• What the exercise asks:
Please read the records below and return each line holding the string "every".

Stored data
--- START ---
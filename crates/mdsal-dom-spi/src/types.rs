//! Data-tree addressing and content types shared by every DOM component.
//!
//! Paths are sequences of [`PathArgument`]s. List entries and leaf-list
//! entries carry predicates; their [`PathArgument::wildcard`] form is what a
//! listener registers on when it wants every entry of a list.

use std::collections::BTreeMap;
use std::fmt;
use std::str::FromStr;

use serde::{Deserialize, Serialize};

use crate::error::{DomError, DomResult};

/// Qualified name of a schema node.
#[derive(Clone, Debug, PartialEq, Eq, Hash, PartialOrd, Ord, Serialize, Deserialize)]
pub struct QName(String);

impl QName {
    /// Create a qualified name.
    pub fn new(name: impl Into<String>) -> Self {
        Self(name.into())
    }

    /// Name of the implicit container at the root of every data tree.
    pub fn root() -> Self {
        Self("data".to_string())
    }

    /// Returns the name as a string slice.
    pub fn as_str(&self) -> &str {
        &self.0
    }
}

impl fmt::Display for QName {
    fn fmt(&self, f: &mut fmt::Formatter<'_>) -> fmt::Result {
        f.write_str(&self.0)
    }
}

impl From<&str> for QName {
    fn from(name: &str) -> Self {
        Self::new(name)
    }
}

/// Value held by a leaf or used as a list key.
#[derive(Clone, Debug, PartialEq, Eq, Hash, PartialOrd, Ord, Serialize, Deserialize)]
pub enum Value {
    /// Boolean value.
    Bool(bool),
    /// Signed integer value.
    Int(i64),
    /// String value.
    Str(String),
}

impl Value {
    fn parse(text: &str) -> Self {
        match text {
            "true" => Value::Bool(true),
            "false" => Value::Bool(false),
            _ => text
                .parse::<i64>()
                .map(Value::Int)
                .unwrap_or_else(|_| Value::Str(text.to_string())),
        }
    }
}

impl fmt::Display for Value {
    fn fmt(&self, f: &mut fmt::Formatter<'_>) -> fmt::Result {
        match self {
            Value::Bool(v) => write!(f, "{}", v),
            Value::Int(v) => write!(f, "{}", v),
            Value::Str(v) => f.write_str(v),
        }
    }
}

impl From<bool> for Value {
    fn from(v: bool) -> Self {
        Value::Bool(v)
    }
}

impl From<i64> for Value {
    fn from(v: i64) -> Self {
        Value::Int(v)
    }
}

impl From<&str> for Value {
    fn from(v: &str) -> Self {
        Value::Str(v.to_string())
    }
}

impl From<String> for Value {
    fn from(v: String) -> Self {
        Value::Str(v)
    }
}

/// One step of a path through the data tree.
#[derive(Clone, Debug, PartialEq, Eq, Hash, PartialOrd, Ord, Serialize, Deserialize)]
pub enum PathArgument {
    /// Plain node: container, list or leaf.
    Node(QName),
    /// List entry selected by its key leaves.
    Entry {
        /// List name.
        name: QName,
        /// Key leaf values.
        keys: BTreeMap<QName, Value>,
    },
    /// Leaf-list entry selected by its value.
    LeafValue {
        /// Leaf-list name.
        name: QName,
        /// Entry value.
        value: Value,
    },
}

impl PathArgument {
    /// Plain node argument.
    pub fn node(name: impl Into<String>) -> Self {
        PathArgument::Node(QName::new(name))
    }

    /// List entry argument with a single key leaf.
    pub fn entry(name: impl Into<String>, key: impl Into<String>, value: impl Into<Value>) -> Self {
        let mut keys = BTreeMap::new();
        keys.insert(QName::new(key), value.into());
        PathArgument::Entry {
            name: QName::new(name),
            keys,
        }
    }

    /// Leaf-list entry argument.
    pub fn leaf_value(name: impl Into<String>, value: impl Into<Value>) -> Self {
        PathArgument::LeafValue {
            name: QName::new(name),
            value: value.into(),
        }
    }

    /// The schema node name this argument addresses.
    pub fn node_type(&self) -> &QName {
        match self {
            PathArgument::Node(name) => name,
            PathArgument::Entry { name, .. } => name,
            PathArgument::LeafValue { name, .. } => name,
        }
    }

    /// The predicate-free form matching every entry of the same list or
    /// leaf-list, or `None` for plain node arguments.
    pub fn wildcard(&self) -> Option<PathArgument> {
        match self {
            PathArgument::Node(_) => None,
            PathArgument::Entry { name, .. } | PathArgument::LeafValue { name, .. } => {
                Some(PathArgument::Node(name.clone()))
            }
        }
    }

    fn parse(segment: &str, input: &str) -> DomResult<Self> {
        let invalid = |reason: &str| DomError::InvalidPath {
            input: input.to_string(),
            reason: reason.to_string(),
        };

        let Some(open) = segment.find('[') else {
            if segment.is_empty() {
                return Err(invalid("empty path segment"));
            }
            return Ok(PathArgument::node(segment));
        };

        let name = &segment[..open];
        if name.is_empty() {
            return Err(invalid("missing node name before predicate"));
        }
        let predicate = segment[open + 1..]
            .strip_suffix(']')
            .ok_or_else(|| invalid("unterminated predicate"))?;

        if let Some(value) = predicate.strip_prefix(".=") {
            return Ok(PathArgument::leaf_value(name, Value::parse(value)));
        }

        let mut keys = BTreeMap::new();
        for pair in predicate.split(',') {
            let (key, value) = pair
                .split_once('=')
                .ok_or_else(|| invalid("predicate must be key=value"))?;
            if key.is_empty() {
                return Err(invalid("empty key name"));
            }
            keys.insert(QName::new(key), Value::parse(value));
        }
        Ok(PathArgument::Entry {
            name: QName::new(name),
            keys,
        })
    }
}

impl fmt::Display for PathArgument {
    fn fmt(&self, f: &mut fmt::Formatter<'_>) -> fmt::Result {
        match self {
            PathArgument::Node(name) => write!(f, "{}", name),
            PathArgument::Entry { name, keys } => {
                write!(f, "{}[", name)?;
                for (i, (key, value)) in keys.iter().enumerate() {
                    if i > 0 {
                        f.write_str(",")?;
                    }
                    write!(f, "{}={}", key, value)?;
                }
                f.write_str("]")
            }
            PathArgument::LeafValue { name, value } => write!(f, "{}[.={}]", name, value),
        }
    }
}

/// Absolute or relative path into a data tree.
#[derive(Clone, Debug, Default, PartialEq, Eq, Hash, PartialOrd, Ord, Serialize, Deserialize)]
pub struct InstanceIdentifier(Vec<PathArgument>);

impl InstanceIdentifier {
    /// The empty path, addressing the root of a tree.
    pub fn empty() -> Self {
        Self(Vec::new())
    }

    /// Build a path from its arguments.
    pub fn new(arguments: Vec<PathArgument>) -> Self {
        Self(arguments)
    }

    /// Path arguments, root first.
    pub fn path_arguments(&self) -> &[PathArgument] {
        &self.0
    }

    /// Whether this is the empty path.
    pub fn is_empty(&self) -> bool {
        self.0.is_empty()
    }

    /// Number of path arguments.
    pub fn len(&self) -> usize {
        self.0.len()
    }

    /// Last path argument, if any.
    pub fn last_argument(&self) -> Option<&PathArgument> {
        self.0.last()
    }

    /// Child path.
    pub fn node(&self, child: PathArgument) -> Self {
        let mut arguments = self.0.clone();
        arguments.push(child);
        Self(arguments)
    }

    /// Concatenation of this path and a relative one.
    pub fn join(&self, relative: &InstanceIdentifier) -> Self {
        let mut arguments = self.0.clone();
        arguments.extend(relative.0.iter().cloned());
        Self(arguments)
    }

    /// Parent path, `None` for the empty path.
    pub fn parent(&self) -> Option<Self> {
        if self.0.is_empty() {
            None
        } else {
            Some(Self(self.0[..self.0.len() - 1].to_vec()))
        }
    }

    /// Whether `other` is equal to or a descendant of this path.
    pub fn contains(&self, other: &InstanceIdentifier) -> bool {
        other.0.starts_with(&self.0)
    }

    /// The part of this path below `prefix`, if `prefix` contains it.
    pub fn relative_to(&self, prefix: &InstanceIdentifier) -> Option<Self> {
        self.0
            .strip_prefix(prefix.0.as_slice())
            .map(|rest| Self(rest.to_vec()))
    }
}

impl fmt::Display for InstanceIdentifier {
    fn fmt(&self, f: &mut fmt::Formatter<'_>) -> fmt::Result {
        if self.0.is_empty() {
            return f.write_str("/");
        }
        for argument in &self.0 {
            write!(f, "/{}", argument)?;
        }
        Ok(())
    }
}

impl FromStr for InstanceIdentifier {
    type Err = DomError;

    fn from_str(input: &str) -> Result<Self, Self::Err> {
        let trimmed = input.trim();
        let body = trimmed.strip_prefix('/').ok_or_else(|| DomError::InvalidPath {
            input: input.to_string(),
            reason: "path must start with '/'".to_string(),
        })?;
        if body.is_empty() {
            return Ok(Self::empty());
        }
        body.split('/')
            .map(|segment| PathArgument::parse(segment, input))
            .collect::<DomResult<Vec<_>>>()
            .map(Self)
    }
}

impl From<Vec<PathArgument>> for InstanceIdentifier {
    fn from(arguments: Vec<PathArgument>) -> Self {
        Self(arguments)
    }
}

impl FromIterator<PathArgument> for InstanceIdentifier {
    fn from_iter<I: IntoIterator<Item = PathArgument>>(iter: I) -> Self {
        Self(iter.into_iter().collect())
    }
}

/// A node of normalized data.
#[derive(Clone, Debug, PartialEq, Eq, Serialize, Deserialize)]
pub enum NormalizedNode {
    /// Terminal value.
    Leaf {
        /// Node identifier.
        identifier: PathArgument,
        /// Leaf value.
        value: Value,
    },
    /// Interior node: container, list, list entry or leaf-list.
    Container {
        /// Node identifier.
        identifier: PathArgument,
        /// Children keyed by their identifiers.
        children: BTreeMap<PathArgument, NormalizedNode>,
    },
}

impl NormalizedNode {
    /// Leaf node.
    pub fn leaf(identifier: PathArgument, value: impl Into<Value>) -> Self {
        NormalizedNode::Leaf {
            identifier,
            value: value.into(),
        }
    }

    /// Container node holding the given children.
    pub fn container(identifier: PathArgument, children: impl IntoIterator<Item = NormalizedNode>) -> Self {
        NormalizedNode::Container {
            identifier,
            children: children
                .into_iter()
                .map(|child| (child.identifier().clone(), child))
                .collect(),
        }
    }

    /// Empty container with the given identifier.
    pub fn empty_container(identifier: PathArgument) -> Self {
        NormalizedNode::Container {
            identifier,
            children: BTreeMap::new(),
        }
    }

    /// Empty root container of a data tree.
    pub fn empty_root() -> Self {
        Self::empty_container(PathArgument::Node(QName::root()))
    }

    /// Node identifier.
    pub fn identifier(&self) -> &PathArgument {
        match self {
            NormalizedNode::Leaf { identifier, .. } => identifier,
            NormalizedNode::Container { identifier, .. } => identifier,
        }
    }

    /// Whether the node can have children.
    pub fn is_container(&self) -> bool {
        matches!(self, NormalizedNode::Container { .. })
    }

    /// Child map of a container, `None` for leaves.
    pub fn child_map(&self) -> Option<&BTreeMap<PathArgument, NormalizedNode>> {
        match self {
            NormalizedNode::Container { children, .. } => Some(children),
            NormalizedNode::Leaf { .. } => None,
        }
    }

    /// Mutable child map of a container, `None` for leaves.
    pub fn child_map_mut(&mut self) -> Option<&mut BTreeMap<PathArgument, NormalizedNode>> {
        match self {
            NormalizedNode::Container { children, .. } => Some(children),
            NormalizedNode::Leaf { .. } => None,
        }
    }

    /// Iterate over the children; leaves have none.
    pub fn children(&self) -> impl Iterator<Item = &NormalizedNode> + '_ {
        self.child_map().into_iter().flat_map(|children| children.values())
    }

    /// Direct child lookup.
    pub fn child(&self, argument: &PathArgument) -> Option<&NormalizedNode> {
        self.child_map().and_then(|children| children.get(argument))
    }

    /// Descendant lookup along a relative path.
    pub fn find(&self, path: &[PathArgument]) -> Option<&NormalizedNode> {
        path.iter().try_fold(self, |node, argument| node.child(argument))
    }

    /// Merge `other` into this node: containers merge child by child, anything
    /// else is replaced.
    pub fn merge(&mut self, other: NormalizedNode) {
        match other {
            NormalizedNode::Container { children: incoming, .. } if self.is_container() => {
                let Some(children) = self.child_map_mut() else {
                    return;
                };
                for (argument, child) in incoming {
                    match children.get_mut(&argument) {
                        Some(existing) => existing.merge(child),
                        None => {
                            children.insert(argument, child);
                        }
                    }
                }
            }
            other => *self = other,
        }
    }
}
--- END ---
• Reply:
//! Data-tree addressing and content types shared by every DOM component.
//! listener registers on when it wants every entry of a list.
    /// Name of the implicit container at the root of every data tree.
    /// The predicate-free form matching every entry of the same list or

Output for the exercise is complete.